Effect of Cu or Ni addition to ZnO nanostructures on their n-butanol sensing performance

Abstract

ZnO nanostructures with two shapes were routinely synthesised using a direct-current heating technique. These structures were coated with metals such as Cu and Ni to enhance the sensor response to n-butanol vapour. The surface modification approach associated with semiconductor materials used in gas sensor applications is essential for improving sensing performance, including the sensor response, selectivity, and stability for specific gases. Previously investigated surface modification approaches mostly involved the addition of noble metals, such as Pd, Pt, and Au. However, these metals are expensive for commercial applications. Herein, surface modification by the addition of non-noble metals is presented as a p–n junction for sensor fabrication. Cu and Ni sputter-coated onto ZnO nanostructures were transformed into CuO and NiO, respectively. The results of the gas-sensing characteristics show that the p–n junction formation of the ZnO–CuO and ZnO–NiO sensors remarkably enhanced the sensor response toward n-butanol.
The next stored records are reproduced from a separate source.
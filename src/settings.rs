//! The assembled settings value and the loader that produces it.
//!
//! [`SettingsLoader`] wires together the parser, generators, fragment
//! loader, merge engine, inheritance finalizer, validator, and persister.
//! A load either completes with a fully resolved [`TerminalSettings`] or
//! returns one carrying a load error, mirroring how the application falls
//! back to built-in defaults.

use std::collections::HashSet;
use std::path::{Path, PathBuf};
use std::sync::Arc;

use anyhow::Context;
use serde_json::Value;
use uuid::Uuid;

use crate::catalog::ParsedSettings;
use crate::defaults;
use crate::error::{SettingsError, SettingsLoadError, SettingsLoadWarning};
use crate::fragments::{self, ExtensionCatalog};
use crate::generator::{DynamicProfileGenerator, PREFERRED_POWERSHELL_PROFILE_NAME, run_generators};
use crate::globals::GlobalSettings;
use crate::layering::{attach_profile_defaults, layer_candidates};
use crate::parser::SettingsParser;
use crate::persistence;
use crate::profile::{OriginTag, Profile, ProfileArena, ProfileIndex};
use crate::state::ApplicationState;

/// Builder for a full settings load. The defaults correspond to the
/// production file layout; tests point every path into a temp directory and
/// swap in `Custom` generators.
pub struct SettingsLoader {
    settings_path: PathBuf,
    state_path: PathBuf,
    defaults_json: Option<String>,
    fragment_roots: Vec<PathBuf>,
    extension_catalog: Option<Arc<dyn ExtensionCatalog>>,
    generators: Vec<DynamicProfileGenerator>,
}

impl Default for SettingsLoader {
    fn default() -> Self {
        Self::new()
    }
}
The sensor response of the ZnO–NiO sensor upon exposure to n-butanol at a concentration of 1000 ppm was 1400.0 at a working temperature of 450 °C, whereas that of the ZnO–CuO sensor was 775.9 at the optimum working temperature of 400 °C and an n-butanol concentration of 1000 ppm. Furthermore, these sensors exhibited excellent selectivity toward n-butanol compared to other gases. The sensing mechanism is explained by the large depletion layer width at the boundary of the p–n junction, which improves the sensor response. These results demonstrate a viable approach for manufacturing n-butanol sensors and possibly for constructing a functional active layer in e-nose applications.